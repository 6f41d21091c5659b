use rust_portfolio_viewer::probe::{ExistenceProber, Prober};
use std::time::{Duration, Instant};
use tokio::io::{AsyncReadExt, AsyncWriteExt};
use tokio::net::{TcpListener, TcpStream};

const MP4_HEAD: &[u8] = b"\x00\x00\x00\x18ftypmp42\x00\x00\x00\x00mp42isom";

/// Minimal HTTP origin:
/// - `/videos/1.mp4` answers HEAD and GET,
/// - `/videos/nohead.mp4` drops HEAD connections but serves ranged GETs,
/// - `/videos/hang.mp4` never answers,
/// - everything else is 404.
async fn spawn_origin() -> String {
    let listener = TcpListener::bind("127.0.0.1:0").await.unwrap();
    let addr = listener.local_addr().unwrap();
    tokio::spawn(async move {
        loop {
            let Ok((stream, _)) = listener.accept().await else {
                break;
            };
            tokio::spawn(serve(stream));
        }
    });
    format!("http://{addr}")
}

async fn serve(mut stream: TcpStream) {
    let mut buf = Vec::new();
    let mut chunk = [0u8; 1024];
    while !buf.windows(4).any(|w| w == b"\r\n\r\n") {
        match stream.read(&mut chunk).await {
            Ok(0) | Err(_) => return,
            Ok(n) => buf.extend_from_slice(&chunk[..n]),
        }
    }
    let request = String::from_utf8_lossy(&buf);
    let mut first = request.lines().next().unwrap_or_default().split_whitespace();
    let method = first.next().unwrap_or_default().to_string();
    let path = first.next().unwrap_or_default().to_string();

    match (method.as_str(), path.as_str()) {
        (_, "/videos/hang.mp4") => {
            tokio::time::sleep(Duration::from_secs(30)).await;
        }
        ("HEAD", "/videos/nohead.mp4") => {}
        ("HEAD", "/videos/1.mp4") => {
            let _ = stream
                .write_all(
                    format!(
                        "HTTP/1.1 200 OK\r\nContent-Type: video/mp4\r\nContent-Length: {}\r\nConnection: close\r\n\r\n",
                        MP4_HEAD.len()
                    )
                    .as_bytes(),
                )
                .await;
        }
        ("GET", "/videos/1.mp4" | "/videos/nohead.mp4") => {
            let mut resp = format!(
                "HTTP/1.1 206 Partial Content\r\nContent-Type: video/mp4\r\nContent-Length: {}\r\nConnection: close\r\n\r\n",
                MP4_HEAD.len()
            )
            .into_bytes();
            resp.extend_from_slice(MP4_HEAD);
            let _ = stream.write_all(&resp).await;
        }
        _ => {
            let _ = stream
                .write_all(b"HTTP/1.1 404 Not Found\r\nContent-Length: 0\r\nConnection: close\r\n\r\n")
                .await;
        }
    }
    let _ = stream.shutdown().await;
}

#[tokio::test(flavor = "multi_thread", worker_threads = 2)]
async fn head_probe_reports_existing_and_missing() {
    let origin = spawn_origin().await;
    let prober = ExistenceProber::new().unwrap();
    let timeout = Duration::from_secs(2);

    assert!(prober.probe(&format!("{origin}/videos/1.mp4"), timeout).await);
    assert!(!prober.probe(&format!("{origin}/videos/2.mp4"), timeout).await);
}

#[tokio::test(flavor = "multi_thread", worker_threads = 2)]
async fn failed_head_falls_back_to_metadata_load() {
    let origin = spawn_origin().await;
    let prober = ExistenceProber::new().unwrap();
    assert!(
        prober
            .probe(&format!("{origin}/videos/nohead.mp4"), Duration::from_secs(2))
            .await
    );
}

#[tokio::test(flavor = "multi_thread", worker_threads = 2)]
async fn unresponsive_origin_resolves_false_within_timeout() {
    let origin = spawn_origin().await;
    let prober = ExistenceProber::new().unwrap();
    let started = Instant::now();
    let found = prober
        .probe(&format!("{origin}/videos/hang.mp4"), Duration::from_millis(300))
        .await;
    assert!(!found);
    assert!(started.elapsed() < Duration::from_secs(2));
}

#[tokio::test(flavor = "multi_thread", worker_threads = 2)]
async fn unreachable_origin_resolves_false() {
    let listener = std::net::TcpListener::bind("127.0.0.1:0").unwrap();
    let addr = listener.local_addr().unwrap();
    drop(listener);
    let prober = ExistenceProber::new().unwrap();
    assert!(
        !prober
            .probe(&format!("http://{addr}/videos/1.mp4"), Duration::from_secs(2))
            .await
    );
}
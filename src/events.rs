use crate::carousel::CarouselSnapshot;
use crate::config::AssetKind;
use crate::session::ScanToken;
use crate::theme::ThemePreference;

/// Input delivered by the host surface.
#[derive(Debug, Clone, PartialEq, Eq)]
pub enum UiEvent {
    /// A click anywhere in the document; `element` is the id of the clicked element.
    Click { element: String },
    Key(Key),
}

#[derive(Debug, Clone, PartialEq, Eq)]
pub enum Key {
    Escape,
    ArrowLeft,
    ArrowRight,
    Other(String),
}

impl Key {
    pub fn from_name(name: &str) -> Self {
        match name {
            "Escape" | "Esc" => Key::Escape,
            "ArrowLeft" => Key::ArrowLeft,
            "ArrowRight" => Key::ArrowRight,
            other => Key::Other(other.to_string()),
        }
    }
}

/// Background discovery requested when a folder-backed album is opened.
#[derive(Debug, Clone, PartialEq, Eq)]
pub struct ScanRequest {
    pub token: ScanToken,
    pub album: String,
    pub kind: AssetKind,
    pub folder: String,
}

#[derive(Debug, Clone, PartialEq, Eq)]
pub enum Discovery {
    /// Nothing exists at position 1; the album is empty.
    Missing,
    /// `first` is the verified position-1 locator, `rest` the run discovered after it.
    Found { first: String, rest: Vec<String> },
    /// The token lost authority before position 1 was settled; nothing is known.
    Superseded,
}

#[derive(Debug, Clone, PartialEq, Eq)]
pub struct ScanOutcome {
    pub token: ScanToken,
    pub album: String,
    pub discovery: Discovery,
}

#[derive(Debug, Clone, Copy, PartialEq, Eq)]
pub enum CardCount {
    Items(usize),
    /// Folder-backed album that has not been scanned yet.
    Unscanned,
    ComingSoon,
}

#[derive(Debug, Clone, PartialEq, Eq)]
pub struct AlbumCard {
    pub key: String,
    pub title: String,
    pub subtitle: Option<String>,
    pub cover: Option<String>,
    pub count: CardCount,
}

#[derive(Debug, Clone, PartialEq, Eq)]
pub enum DetailView {
    Gallery {
        album: String,
        kind: AssetKind,
        title: String,
        subtitle: Option<String>,
        carousel: CarouselSnapshot,
    },
    ComingSoon {
        album: String,
        kind: AssetKind,
        title: String,
    },
}

impl DetailView {
    pub fn album(&self) -> &str {
        match self {
            DetailView::Gallery { album, .. } | DetailView::ComingSoon { album, .. } => album,
        }
    }
}

/// Emitted by the view controller on every visible state change.
#[derive(Debug, Clone, PartialEq, Eq)]
pub enum ViewUpdate {
    AlbumList {
        kind: AssetKind,
        cards: Vec<AlbumCard>,
    },
    Detail(DetailView),
    Closed {
        kind: AssetKind,
    },
    Theme(ThemePreference),
}
//! Existence probing for candidate asset locators.
//!
//! A probe answers one question, "does this locator resolve to a media file?",
//! and always answers it: failures, rejections and timeouts all read as
//! `false`. The scanner relies on that liveness.

use std::collections::HashMap;
use std::path::PathBuf;
use std::sync::Arc;
use std::time::Duration;

use anyhow::{Context, Result};
use futures::FutureExt;
use futures::future::{BoxFuture, Shared};
use parking_lot::Mutex;
use reqwest::header::RANGE;
use tokio::io::AsyncReadExt;
use tracing::{debug, trace};
use url::Url;

pub const DEFAULT_PROBE_TIMEOUT: Duration = Duration::from_secs(5);

/// Bytes read by the metadata fallback; enough for every container signature we sniff.
const SNIFF_LEN: usize = 64;

#[async_trait::async_trait]
pub trait Prober: Send + Sync {
    /// Resolve `true` iff `locator` exists, within `timeout`. Never fails.
    async fn probe(&self, locator: &str, timeout: Duration) -> bool;
}

#[async_trait::async_trait]
impl<P: Prober + ?Sized> Prober for Arc<P> {
    async fn probe(&self, locator: &str, timeout: Duration) -> bool {
        (**self).probe(locator, timeout).await
    }
}

#[derive(Debug, Clone)]
enum Source {
    Remote(Url),
    Local(PathBuf),
}

impl Source {
    fn parse(locator: &str) -> Self {
        match Url::parse(locator) {
            Ok(url) if matches!(url.scheme(), "http" | "https") => Source::Remote(url),
            Ok(url) if url.scheme() == "file" => url
                .to_file_path()
                .map(Source::Local)
                .unwrap_or_else(|_| Source::Local(PathBuf::from(locator))),
            _ => Source::Local(PathBuf::from(locator)),
        }
    }
}

/// Production prober: HEAD against HTTP origins, metadata sniffing otherwise
/// or when the HEAD request cannot be completed.
#[derive(Debug, Clone)]
pub struct ExistenceProber {
    client: reqwest::Client,
}

impl ExistenceProber {
    pub fn new() -> Result<Self> {
        let client = reqwest::Client::builder()
            .user_agent(concat!("portfolio-viewer/", env!("CARGO_PKG_VERSION")))
            .build()
            .context("failed to build http client")?;
        Ok(Self { client })
    }

    async fn probe_untimed(&self, locator: &str) -> bool {
        match Source::parse(locator) {
            Source::Remote(url) => match self.client.head(url.clone()).send().await {
                Ok(resp) => {
                    trace!(locator, status = %resp.status(), "head probe");
                    resp.status().is_success()
                }
                Err(err) => {
                    debug!(locator, error = %err, "head probe failed; loading metadata instead");
                    self.sniff_remote(url).await
                }
            },
            Source::Local(path) => sniff_local(path).await,
        }
    }

    async fn sniff_remote(&self, url: Url) -> bool {
        let request = self
            .client
            .get(url)
            .header(RANGE, format!("bytes=0-{}", SNIFF_LEN - 1));
        let mut resp = match request.send().await {
            Ok(resp) if resp.status().is_success() => resp,
            Ok(_) | Err(_) => return false,
        };
        let mut head = Vec::with_capacity(SNIFF_LEN);
        while head.len() < SNIFF_LEN {
            match resp.chunk().await {
                Ok(Some(chunk)) => head.extend_from_slice(&chunk),
                Ok(None) => break,
                Err(_) => return false,
            }
        }
        looks_like_media(&head)
    }
}

#[async_trait::async_trait]
impl Prober for ExistenceProber {
    async fn probe(&self, locator: &str, timeout: Duration) -> bool {
        match tokio::time::timeout(timeout, self.probe_untimed(locator)).await {
            Ok(found) => found,
            Err(_) => {
                debug!(locator, timeout_ms = timeout.as_millis() as u64, "probe timed out");
                false
            }
        }
    }
}

async fn sniff_local(path: PathBuf) -> bool {
    let Ok(file) = tokio::fs::File::open(&path).await else {
        trace!(path = %path.display(), "metadata load failed");
        return false;
    };
    let mut head = Vec::with_capacity(SNIFF_LEN);
    if file
        .take(SNIFF_LEN as u64)
        .read_to_end(&mut head)
        .await
        .is_err()
    {
        return false;
    }
    looks_like_media(&head)
}

/// Whether the leading bytes identify an image or video container.
fn looks_like_media(head: &[u8]) -> bool {
    if head.is_empty() {
        return false;
    }
    if image::guess_format(head).is_ok() {
        return true;
    }
    // ISO base media (mp4, mov, m4v) and EBML (webm, mkv)
    (head.len() >= 8 && &head[4..8] == b"ftyp") || head.starts_with(&[0x1A, 0x45, 0xDF, 0xA3])
}

type InFlight = Shared<BoxFuture<'static, bool>>;

/// Coalesces concurrent probes of the same locator into one underlying probe.
///
/// Entries are dropped once the probe settles, so nothing is cached across
/// scans; a later probe of the same locator checks again.
pub struct SharedProber<P> {
    inner: Arc<P>,
    in_flight: Mutex<HashMap<String, InFlight>>,
}

impl<P> SharedProber<P> {
    pub fn new(inner: P) -> Self {
        Self {
            inner: Arc::new(inner),
            in_flight: Mutex::new(HashMap::new()),
        }
    }

    pub fn in_flight(&self) -> usize {
        self.in_flight.lock().len()
    }
}

#[async_trait::async_trait]
impl<P: Prober + 'static> Prober for SharedProber<P> {
    async fn probe(&self, locator: &str, timeout: Duration) -> bool {
        let pending = {
            let mut in_flight = self.in_flight.lock();
            match in_flight.get(locator) {
                Some(existing) => {
                    trace!(locator, "joining in-flight probe");
                    existing.clone()
                }
                None => {
                    let inner = Arc::clone(&self.inner);
                    let owned = locator.to_string();
                    let fut = async move { inner.probe(&owned, timeout).await }
                        .boxed()
                        .shared();
                    in_flight.insert(locator.to_string(), fut.clone());
                    fut
                }
            }
        };

        let found = pending.clone().await;

        let mut in_flight = self.in_flight.lock();
        if in_flight
            .get(locator)
            .is_some_and(|current| current.ptr_eq(&pending))
        {
            in_flight.remove(locator);
        }
        found
    }
}
use std::fmt;
use std::path::{Path, PathBuf};
use std::str::FromStr;

use serde::{Deserialize, Serialize};
use serde_json::{Map, Value};
use tracing::{debug, warn};

use crate::error::Error;

/// Key under which the preference is stored.
pub const THEME_KEY: &str = "theme";

#[derive(Debug, Clone, Copy, PartialEq, Eq, Default, Serialize, Deserialize)]
#[serde(rename_all = "lowercase")]
pub enum ThemePreference {
    Light,
    #[default]
    Dark,
}

impl ThemePreference {
    pub fn toggled(self) -> Self {
        match self {
            ThemePreference::Light => ThemePreference::Dark,
            ThemePreference::Dark => ThemePreference::Light,
        }
    }

    pub fn as_str(&self) -> &'static str {
        match self {
            ThemePreference::Light => "light",
            ThemePreference::Dark => "dark",
        }
    }
}

impl fmt::Display for ThemePreference {
    fn fmt(&self, f: &mut fmt::Formatter<'_>) -> fmt::Result {
        f.write_str(self.as_str())
    }
}

impl FromStr for ThemePreference {
    type Err = String;

    fn from_str(s: &str) -> Result<Self, Self::Err> {
        match s {
            "light" => Ok(ThemePreference::Light),
            "dark" => Ok(ThemePreference::Dark),
            other => Err(format!("unknown theme '{other}'")),
        }
    }
}

/// Persists the theme preference as one string entry of a JSON object file.
/// Other entries in the file are preserved.
#[derive(Debug, Clone)]
pub struct ThemeStore {
    path: PathBuf,
}

impl ThemeStore {
    pub fn new(path: impl Into<PathBuf>) -> Self {
        Self { path: path.into() }
    }

    pub fn path(&self) -> &Path {
        &self.path
    }

    /// Stored preference, or dark when absent or unreadable.
    pub fn load(&self) -> ThemePreference {
        match self.read_map() {
            Ok(map) => map
                .get(THEME_KEY)
                .and_then(Value::as_str)
                .and_then(|s| s.parse().ok())
                .unwrap_or_default(),
            Err(err) => {
                warn!(path = %self.path.display(), error = %err, "failed to read preferences; using default theme");
                ThemePreference::default()
            }
        }
    }

    /// Write `theme`, keeping every other entry of the file.
    ///
    /// A file that exists but cannot be read or parsed is left untouched and
    /// the error is returned.
    pub fn save(&self, theme: ThemePreference) -> Result<(), Error> {
        let mut map = self.read_map()?;
        map.insert(THEME_KEY.to_string(), Value::String(theme.to_string()));
        if let Some(parent) = self.path.parent()
            && !parent.as_os_str().is_empty()
        {
            std::fs::create_dir_all(parent)?;
        }
        std::fs::write(&self.path, serde_json::to_vec_pretty(&map)?)?;
        debug!(path = %self.path.display(), %theme, "theme preference saved");
        Ok(())
    }

    fn read_map(&self) -> Result<Map<String, Value>, Error> {
        let bytes = match std::fs::read(&self.path) {
            Ok(bytes) => bytes,
            Err(err) if err.kind() == std::io::ErrorKind::NotFound => return Ok(Map::new()),
            Err(err) => return Err(err.into()),
        };
        Ok(serde_json::from_slice(&bytes)?)
    }
}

===

- [What the exercise asks]
Reproduce word for word the lines of the records above, beginning at the first and ending with the line where "let path = first.next().unwrap_or_default().to_string();" appears, and nothing past it.

- [Solution]
repository 6f41d21091c5659b
use rust_portfolio_viewer::probe::{ExistenceProber, Prober};
use std::time::{Duration, Instant};
use tokio::io::{AsyncReadExt, AsyncWriteExt};
use tokio::net::{TcpListener, TcpStream};

const MP4_HEAD: &[u8] = b"\x00\x00\x00\x18ftypmp42\x00\x00\x00\x00mp42isom";

/// Minimal HTTP origin:
/// - `/videos/1.mp4` answers HEAD and GET,
/// - `/videos/nohead.mp4` drops HEAD connections but serves ranged GETs,
/// - `/videos/hang.mp4` never answers,
/// - everything else is 404.
async fn spawn_origin() -> String {
    let listener = TcpListener::bind("127.0.0.1:0").await.unwrap();
    let addr = listener.local_addr().unwrap();
    tokio::spawn(async move {
        loop {
            let Ok((stream, _)) = listener.accept().await else {
                break;
            };
            tokio::spawn(serve(stream));
        }
    });
    format!("http://{addr}")
}

async fn serve(mut stream: TcpStream) {
    let mut buf = Vec::new();
    let mut chunk = [0u8; 1024];
    while !buf.windows(4).any(|w| w == b"\r\n\r\n") {
        match stream.read(&mut chunk).await {
            Ok(0) | Err(_) => return,
            Ok(n) => buf.extend_from_slice(&chunk[..n]),
        }
    }
    let request = String::from_utf8_lossy(&buf);
    let mut first = request.lines().next().unwrap_or_default().split_whitespace();
    let method = first.next().unwrap_or_default().to_string();
    let path = first.next().unwrap_or_default().to_string();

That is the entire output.